Records for processing below:
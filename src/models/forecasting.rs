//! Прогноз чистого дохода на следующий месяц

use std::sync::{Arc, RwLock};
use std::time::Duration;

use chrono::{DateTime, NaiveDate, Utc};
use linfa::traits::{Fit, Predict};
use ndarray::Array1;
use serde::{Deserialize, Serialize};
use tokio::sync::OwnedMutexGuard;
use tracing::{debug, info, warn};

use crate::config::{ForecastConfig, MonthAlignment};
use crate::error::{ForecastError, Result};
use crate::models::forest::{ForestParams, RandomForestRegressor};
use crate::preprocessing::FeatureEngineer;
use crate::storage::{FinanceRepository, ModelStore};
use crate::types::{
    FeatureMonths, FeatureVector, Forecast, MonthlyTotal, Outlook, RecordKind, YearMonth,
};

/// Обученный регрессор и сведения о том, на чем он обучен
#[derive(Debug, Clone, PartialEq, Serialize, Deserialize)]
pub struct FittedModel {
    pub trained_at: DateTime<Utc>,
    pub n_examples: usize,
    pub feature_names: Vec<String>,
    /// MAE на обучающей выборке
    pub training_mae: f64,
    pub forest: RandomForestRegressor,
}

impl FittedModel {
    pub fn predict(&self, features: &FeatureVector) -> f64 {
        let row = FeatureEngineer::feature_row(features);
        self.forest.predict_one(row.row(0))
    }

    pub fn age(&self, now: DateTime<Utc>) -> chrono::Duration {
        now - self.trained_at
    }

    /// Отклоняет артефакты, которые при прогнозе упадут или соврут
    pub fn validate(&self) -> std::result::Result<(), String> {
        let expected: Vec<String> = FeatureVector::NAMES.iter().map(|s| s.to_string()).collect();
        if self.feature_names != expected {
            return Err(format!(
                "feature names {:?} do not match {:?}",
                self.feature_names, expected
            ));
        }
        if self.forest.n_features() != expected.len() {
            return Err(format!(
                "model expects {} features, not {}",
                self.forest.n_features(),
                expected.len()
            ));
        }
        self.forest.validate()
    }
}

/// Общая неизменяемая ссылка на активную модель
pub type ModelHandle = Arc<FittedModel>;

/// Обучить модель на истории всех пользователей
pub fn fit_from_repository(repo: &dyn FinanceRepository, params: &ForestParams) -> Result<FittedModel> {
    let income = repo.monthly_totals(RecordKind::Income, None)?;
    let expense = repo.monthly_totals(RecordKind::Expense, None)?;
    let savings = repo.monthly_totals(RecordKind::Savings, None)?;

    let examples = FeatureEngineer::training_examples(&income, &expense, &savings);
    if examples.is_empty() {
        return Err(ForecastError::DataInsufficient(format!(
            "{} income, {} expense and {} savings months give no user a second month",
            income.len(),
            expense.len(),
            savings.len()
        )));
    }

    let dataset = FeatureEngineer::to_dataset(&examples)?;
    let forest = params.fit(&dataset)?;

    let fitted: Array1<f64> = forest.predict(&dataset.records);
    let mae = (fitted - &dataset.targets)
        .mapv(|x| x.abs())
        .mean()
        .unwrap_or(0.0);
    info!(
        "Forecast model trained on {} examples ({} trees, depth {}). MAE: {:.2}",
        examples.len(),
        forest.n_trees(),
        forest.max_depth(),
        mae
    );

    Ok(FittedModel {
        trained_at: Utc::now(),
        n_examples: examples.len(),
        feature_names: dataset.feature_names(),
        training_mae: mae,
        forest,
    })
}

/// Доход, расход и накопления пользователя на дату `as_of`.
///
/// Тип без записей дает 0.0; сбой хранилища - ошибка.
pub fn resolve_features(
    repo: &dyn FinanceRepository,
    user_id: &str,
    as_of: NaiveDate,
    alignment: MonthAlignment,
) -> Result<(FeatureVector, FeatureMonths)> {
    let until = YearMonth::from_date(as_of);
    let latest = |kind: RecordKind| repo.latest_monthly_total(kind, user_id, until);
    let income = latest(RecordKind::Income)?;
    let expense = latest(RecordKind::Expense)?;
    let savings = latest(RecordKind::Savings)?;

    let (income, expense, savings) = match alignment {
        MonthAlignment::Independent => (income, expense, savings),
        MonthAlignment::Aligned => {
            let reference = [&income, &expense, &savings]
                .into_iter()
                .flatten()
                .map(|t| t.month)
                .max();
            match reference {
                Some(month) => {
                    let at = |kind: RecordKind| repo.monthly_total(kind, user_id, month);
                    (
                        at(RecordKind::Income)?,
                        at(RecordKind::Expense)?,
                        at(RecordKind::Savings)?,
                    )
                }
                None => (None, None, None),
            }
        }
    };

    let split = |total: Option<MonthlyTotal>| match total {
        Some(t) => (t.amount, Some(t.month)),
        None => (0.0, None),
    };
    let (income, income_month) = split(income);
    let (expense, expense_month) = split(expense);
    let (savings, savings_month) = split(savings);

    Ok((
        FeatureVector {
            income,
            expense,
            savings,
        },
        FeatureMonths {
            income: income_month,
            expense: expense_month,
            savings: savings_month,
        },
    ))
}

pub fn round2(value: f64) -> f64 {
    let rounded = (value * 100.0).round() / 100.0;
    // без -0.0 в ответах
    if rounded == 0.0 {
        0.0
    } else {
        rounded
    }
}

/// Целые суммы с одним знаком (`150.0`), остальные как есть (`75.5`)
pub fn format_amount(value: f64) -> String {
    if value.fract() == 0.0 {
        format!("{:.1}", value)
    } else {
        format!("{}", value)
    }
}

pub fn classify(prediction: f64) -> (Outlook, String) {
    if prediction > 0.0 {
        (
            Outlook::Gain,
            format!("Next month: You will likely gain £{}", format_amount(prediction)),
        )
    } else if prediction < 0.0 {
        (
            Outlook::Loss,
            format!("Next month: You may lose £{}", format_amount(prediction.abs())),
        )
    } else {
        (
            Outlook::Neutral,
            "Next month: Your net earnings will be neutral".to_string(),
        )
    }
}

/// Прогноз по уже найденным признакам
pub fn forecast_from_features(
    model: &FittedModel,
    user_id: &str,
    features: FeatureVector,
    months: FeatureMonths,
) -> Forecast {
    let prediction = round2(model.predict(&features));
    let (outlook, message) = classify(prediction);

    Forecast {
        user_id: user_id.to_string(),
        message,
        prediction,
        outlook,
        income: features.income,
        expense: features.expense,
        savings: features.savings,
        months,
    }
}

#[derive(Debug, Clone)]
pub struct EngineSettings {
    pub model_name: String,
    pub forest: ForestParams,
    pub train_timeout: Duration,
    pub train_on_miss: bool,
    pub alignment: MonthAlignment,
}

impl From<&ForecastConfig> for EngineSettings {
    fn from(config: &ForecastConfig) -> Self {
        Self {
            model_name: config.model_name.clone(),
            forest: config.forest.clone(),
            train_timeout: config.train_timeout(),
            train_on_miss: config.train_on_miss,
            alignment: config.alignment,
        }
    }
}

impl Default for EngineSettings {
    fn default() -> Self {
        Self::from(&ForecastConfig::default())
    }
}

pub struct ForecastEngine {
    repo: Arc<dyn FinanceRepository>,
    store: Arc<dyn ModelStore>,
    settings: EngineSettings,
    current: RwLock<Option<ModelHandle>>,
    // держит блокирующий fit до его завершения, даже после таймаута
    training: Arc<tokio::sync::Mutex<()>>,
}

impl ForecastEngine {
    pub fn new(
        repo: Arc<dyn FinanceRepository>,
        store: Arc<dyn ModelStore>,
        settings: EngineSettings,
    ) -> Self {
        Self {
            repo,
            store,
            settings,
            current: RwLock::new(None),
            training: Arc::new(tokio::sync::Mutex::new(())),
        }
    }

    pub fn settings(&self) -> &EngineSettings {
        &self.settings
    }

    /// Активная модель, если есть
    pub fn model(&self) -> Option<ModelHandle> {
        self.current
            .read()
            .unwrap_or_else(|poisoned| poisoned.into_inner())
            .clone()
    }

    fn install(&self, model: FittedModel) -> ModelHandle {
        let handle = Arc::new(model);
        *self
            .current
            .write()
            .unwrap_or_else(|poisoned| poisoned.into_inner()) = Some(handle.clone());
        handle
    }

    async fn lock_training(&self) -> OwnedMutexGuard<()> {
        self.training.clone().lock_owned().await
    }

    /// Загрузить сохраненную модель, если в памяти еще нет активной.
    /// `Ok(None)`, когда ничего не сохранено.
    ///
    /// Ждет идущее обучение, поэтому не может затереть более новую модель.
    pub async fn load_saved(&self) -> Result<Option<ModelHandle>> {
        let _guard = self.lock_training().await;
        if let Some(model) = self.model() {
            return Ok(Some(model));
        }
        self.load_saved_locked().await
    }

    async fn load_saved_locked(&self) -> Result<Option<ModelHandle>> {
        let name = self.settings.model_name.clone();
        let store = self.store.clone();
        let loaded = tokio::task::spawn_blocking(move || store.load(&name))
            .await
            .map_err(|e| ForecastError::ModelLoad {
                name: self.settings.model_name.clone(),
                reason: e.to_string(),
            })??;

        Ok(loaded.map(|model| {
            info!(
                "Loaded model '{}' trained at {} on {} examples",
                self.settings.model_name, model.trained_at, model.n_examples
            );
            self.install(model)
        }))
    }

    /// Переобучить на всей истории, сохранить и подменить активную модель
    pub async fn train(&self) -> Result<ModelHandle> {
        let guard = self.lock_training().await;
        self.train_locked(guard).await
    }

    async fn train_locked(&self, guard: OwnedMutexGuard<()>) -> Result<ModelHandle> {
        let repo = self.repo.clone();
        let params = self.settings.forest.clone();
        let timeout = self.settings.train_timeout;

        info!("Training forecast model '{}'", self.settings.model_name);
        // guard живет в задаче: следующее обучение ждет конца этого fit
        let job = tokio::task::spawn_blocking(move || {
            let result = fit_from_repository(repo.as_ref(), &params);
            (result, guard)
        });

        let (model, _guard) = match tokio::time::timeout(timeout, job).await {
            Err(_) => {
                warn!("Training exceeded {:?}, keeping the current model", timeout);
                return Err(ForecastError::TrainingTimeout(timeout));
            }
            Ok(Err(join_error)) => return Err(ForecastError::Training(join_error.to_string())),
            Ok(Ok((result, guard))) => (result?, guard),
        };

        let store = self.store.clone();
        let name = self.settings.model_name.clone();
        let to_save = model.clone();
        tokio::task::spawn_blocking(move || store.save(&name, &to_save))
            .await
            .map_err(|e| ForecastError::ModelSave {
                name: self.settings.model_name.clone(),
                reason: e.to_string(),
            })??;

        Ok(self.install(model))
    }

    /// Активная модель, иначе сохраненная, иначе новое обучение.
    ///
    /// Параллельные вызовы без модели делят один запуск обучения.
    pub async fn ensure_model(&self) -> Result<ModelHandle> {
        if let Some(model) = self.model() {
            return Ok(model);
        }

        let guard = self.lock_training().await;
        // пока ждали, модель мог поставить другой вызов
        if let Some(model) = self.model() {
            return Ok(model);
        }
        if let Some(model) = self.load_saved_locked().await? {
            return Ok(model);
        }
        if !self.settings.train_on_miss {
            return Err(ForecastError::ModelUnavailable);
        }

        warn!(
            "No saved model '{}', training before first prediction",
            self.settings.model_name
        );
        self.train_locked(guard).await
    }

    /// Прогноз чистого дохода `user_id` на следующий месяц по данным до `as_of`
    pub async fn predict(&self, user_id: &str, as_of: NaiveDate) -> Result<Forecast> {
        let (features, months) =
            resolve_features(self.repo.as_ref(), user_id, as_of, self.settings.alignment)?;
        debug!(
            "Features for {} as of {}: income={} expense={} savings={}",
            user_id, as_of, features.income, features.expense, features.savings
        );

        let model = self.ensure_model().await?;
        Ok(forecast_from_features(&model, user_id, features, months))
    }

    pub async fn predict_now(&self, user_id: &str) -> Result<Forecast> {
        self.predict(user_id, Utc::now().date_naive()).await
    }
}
End of Records for processing.
What to work on: Go through the material and report each line that holds the string "ForestParams".

Solution below:
use crate::models::forest::{ForestParams, RandomForestRegressor};
pub fn fit_from_repository(repo: &dyn FinanceRepository, params: &ForestParams) -> Result<FittedModel> {
    pub forest: ForestParams,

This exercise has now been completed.